What are hallmarks and why we want to read them? English, Scottish and Irish silver is stamped with 4 or 5 symbols, that are known as hallmarks. The purpose of hallmarks is to prove the metal quality and certain level of purity. According to the Royal Ordinances and Acts of the Parliament, the silversmith’s craft has been regulated since the end of 12th century, protecting customers and allowing them to trace silver origin.
Although there are hundreds of different hallmarks, the British hallmarking system is highly structured and clear. With a jeweler’s loupe and simple 5-steps instruction, even a novice can decipher them.
Step 1 – Find Silver Standard Mark
There are five standard marks used on British Silver. If you cannot find them, the item you are looking at probably comes from another country or it is silverplate. Compare the mark you see with pictures below.
- Lion passant (guardant or facing left) mark London and other English Assay Offices
- Thistle mark Edinburgh
- Lion rampant mark Glasgow
- Crowned harp mark Dublin
- Britannia mark (1696 – 1719) for Britannia Standard Silver 95.8%
Step 2 – Find the City Mark
City mark will allow us to identify the Assay Office that certified and verified the silver. There are many town marks, let us consider only the main ones.
|1. London – leopard’s head (crowned until 1820)||2. London – uncrowned leopard head (1821 till present)|
|3. Birmingham – an anchor (1793 – present)||4. Chester – a sword erected between three wheat-sheaves (1784-1962)|
|5. Edinburgh – a castle (1483-present)||6. Exeter – a castle with three towers (1701-1856)|
|7. Glasgow – tree, fish and bell (1681-1963)||8. Newcastle upon Tyne – three castles (c.1658-1883)|
|9. Sheffield – a crown (1773-1975)||10. York – five lions passant on a cross (c. 1710-1856)|
|11. Dublin – crowned harp mark (until 1806)||12. Dublin – Hibernia (1807-present)|
Step 3 – Find the Duty Mark
Duty marks were introduced in 1784 to certify the payment of the duty to the Crown. Until the 1890 items were marked with the “sovereign head”. Identifying the duty mark helps to narrow the date range.

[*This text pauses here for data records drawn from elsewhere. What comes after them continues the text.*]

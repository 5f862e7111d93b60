//! Typed expression trees and the shared arithmetic they evaluate with.
//!
//! The compiler folds constants with the same [`apply_unary`] and
//! [`apply_binary`] used by the interpreter, so a folded expression can
//! never disagree with an evaluated one.

use fabula_foundation::{FuncId, GlobalId, MapId, PropId, TypeId, Value};

use crate::intrinsics::Intrinsic;

/// Prefix operator.
#[derive(Clone, Copy, Debug, PartialEq, Eq)]
pub enum UnaryOp {
    /// Logical negation; any non-zero operand is true.
    Not,
    /// Arithmetic negation, wrapping.
    Neg,
}

impl UnaryOp {
    /// Source spelling.
    #[must_use]
    pub fn text(self) -> &'static str {
        match self {
            UnaryOp::Not => "!",
            UnaryOp::Neg => "-",
        }
    }
}

/// Infix operator.
#[derive(Clone, Copy, Debug, PartialEq, Eq)]
pub enum BinaryOp {
    Add,
    Sub,
    Mul,
    Div,
    Rem,
    Eq,
    Ne,
    Lt,
    Le,
    Gt,
    Ge,
    And,
    Or,
}

impl BinaryOp {
    /// Source spelling.
    #[must_use]
    pub fn text(self) -> &'static str {
        match self {
            BinaryOp::Add => "+",
            BinaryOp::Sub => "-",
            BinaryOp::Mul => "*",
            BinaryOp::Div => "/",
            BinaryOp::Rem => "%",
            BinaryOp::Eq => "==",
            BinaryOp::Ne => "!=",
            BinaryOp::Lt => "<",
            BinaryOp::Le => "<=",
            BinaryOp::Gt => ">",
            BinaryOp::Ge => ">=",
            BinaryOp::And => "&&",
            BinaryOp::Or => "||",
        }
    }
}

/// A compiled expression.
///
/// Every named constant the compiler resolves (enum members, item
/// references, function references, `null`, folded arithmetic) becomes
/// a [`Expr::Literal`] carrying its type, so the interpreter never sees
/// a name.
#[derive(Clone, Debug, PartialEq)]
pub enum Expr {
    /// A known value of a known type.
    Literal { value: Value, ty: TypeId },
    /// A frame slot.
    Local { slot: usize, ty: TypeId, name: String },
    /// A mutable story global.
    Global { id: GlobalId, ty: TypeId },
    /// `target.property` on an item-typed expression.
    Property {
        target: Box<Expr>,
        prop: PropId,
        ty: TypeId,
    },
    Unary {
        op: UnaryOp,
        operand: Box<Expr>,
    },
    Binary {
        op: BinaryOp,
        lhs: Box<Expr>,
        rhs: Box<Expr>,
    },
    /// `cond ? then : otherwise`, lazily evaluated.
    Ternary {
        cond: Box<Expr>,
        then: Box<Expr>,
        otherwise: Box<Expr>,
        ty: TypeId,
    },
    /// Direct call of a story function.
    Call {
        func: FuncId,
        args: Vec<Expr>,
        ty: TypeId,
    },
    /// Call through a delegate-typed value; the null delegate is a no-op.
    CallDelegate {
        target: Box<Expr>,
        args: Vec<Expr>,
        ty: TypeId,
    },
    /// Total lookup in a compiled `map` table.
    CallMap {
        map: MapId,
        arg: Box<Expr>,
        ty: TypeId,
    },
    /// Call of an engine-provided function.
    CallIntrinsic {
        intrinsic: Intrinsic,
        args: Vec<Expr>,
    },
    /// A text template; holes interpolate at evaluation time.
    Template { parts: Vec<TemplatePart> },
}

/// One piece of a text template.
#[derive(Clone, Debug, PartialEq)]
pub enum TemplatePart {
    /// Literal text, escapes already decoded.
    Text(String),
    /// A `{...}` interpolation.
    Hole(Expr),
}

impl Expr {
    /// The static type of this expression.
    #[must_use]
    pub fn ty(&self) -> TypeId {
        match self {
            Expr::Literal { ty, .. }
            | Expr::Local { ty, .. }
            | Expr::Global { ty, .. }
            | Expr::Property { ty, .. }
            | Expr::Ternary { ty, .. }
            | Expr::Call { ty, .. }
            | Expr::CallDelegate { ty, .. }
            | Expr::CallMap { ty, .. } => *ty,
            Expr::Unary { op: UnaryOp::Not, .. } => TypeId::BOOL,
            Expr::Unary { op: UnaryOp::Neg, .. } => TypeId::INT,
            Expr::Binary { op, .. } => match op {
                BinaryOp::Add | BinaryOp::Sub | BinaryOp::Mul | BinaryOp::Div | BinaryOp::Rem => {
                    TypeId::INT
                }
                _ => TypeId::BOOL,
            },
            Expr::CallIntrinsic { intrinsic, .. } => intrinsic.ret(),
            Expr::Template { .. } => TypeId::STRING,
        }
    }

    /// The folded value, when the compiler reduced this to a literal.
    #[must_use]
    pub fn as_constant(&self) -> Option<(Value, TypeId)> {
        match self {
            Expr::Literal { value, ty } => Some((*value, *ty)),
            _ => None,
        }
    }

    /// Whether assignment may target this expression.
    #[must_use]
    pub fn is_lvalue(&self) -> bool {
        matches!(
            self,
            Expr::Local { .. } | Expr::Global { .. } | Expr::Property { .. }
        )
    }

    /// Whether evaluating this expression can change the world. Used to
    /// reject expression statements that compute and then discard.
    #[must_use]
    pub fn has_effect(&self) -> bool {
        match self {
            Expr::Call { .. } | Expr::CallDelegate { .. } => true,
            Expr::CallIntrinsic { intrinsic, .. } => intrinsic.has_effect(),
            Expr::Literal { .. } | Expr::Local { .. } | Expr::Global { .. } => false,
            Expr::Property { target, .. } => target.has_effect(),
            Expr::Unary { operand, .. } => operand.has_effect(),
            Expr::Binary { lhs, rhs, .. } => lhs.has_effect() || rhs.has_effect(),
            Expr::Ternary {
                cond,
                then,
                otherwise,
                ..
            } => cond.has_effect() || then.has_effect() || otherwise.has_effect(),
            Expr::CallMap { arg, .. } => arg.has_effect(),
            Expr::Template { parts } => parts
                .iter()
                .any(|part| matches!(part, TemplatePart::Hole(expr) if expr.has_effect())),
        }
    }
}

/// Applies a prefix operator. Negation wraps at the i64 boundary.
#[must_use]
pub fn apply_unary(op: UnaryOp, operand: Value) -> Value {
    match op {
        UnaryOp::Not => Value::from(!operand.truthy()),
        UnaryOp::Neg => Value::new(operand.raw().wrapping_neg()),
    }
}

/// Applies an infix operator. Total: arithmetic wraps, division and
/// remainder by zero yield 0.
#[must_use]
pub fn apply_binary(op: BinaryOp, lhs: Value, rhs: Value) -> Value {
    let (a, b) = (lhs.raw(), rhs.raw());
    match op {
        BinaryOp::Add => Value::new(a.wrapping_add(b)),
        BinaryOp::Sub => Value::new(a.wrapping_sub(b)),
        BinaryOp::Mul => Value::new(a.wrapping_mul(b)),
        BinaryOp::Div => Value::new(a.checked_div(b).unwrap_or(0)),
        BinaryOp::Rem => Value::new(a.checked_rem(b).unwrap_or(0)),
        BinaryOp::Eq => Value::from(a == b),
        BinaryOp::Ne => Value::from(a != b),
        BinaryOp::Lt => Value::from(a < b),
        BinaryOp::Le => Value::from(a <= b),
        BinaryOp::Gt => Value::from(a > b),
        BinaryOp::Ge => Value::from(a >= b),
        BinaryOp::And => Value::from(lhs.truthy() && rhs.truthy()),
        BinaryOp::Or => Value::from(lhs.truthy() || rhs.truthy()),
    }
}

Step 4 – Find the Date Letter
Series of alphabetical letters were chosen to indicate the year of assaying using “cycles of letters” of different font and size inside punches (called shield) of various shapes. Although only 20 letters were used, thanks to particular combination of font, capitalization and shield shape, it is possible to identify exact year. Each city has a different series of letters, starting on different year. Any Assay Office adopted its own cycle of date letters so that only from the 1975 the four surviving Assay Offices use a uniform system of dating.
Fortunately, if you have town mark, we can find matching date letter. Let us look at an example of different date letters from the same year.
Step 5 – Find the Maker’s Mark
Before 15th century, silversmiths would mark their products with symbol, later on replaced by maker’s initials. To differentiate marks of silversmiths with the same initials, variety of fonts, sizes and outlines was adopted. To identify the maker, we need special reference book or a well-informed art dealer.
Step 6 – That’s it! Now you can start your adventure with identifying British hallmarks.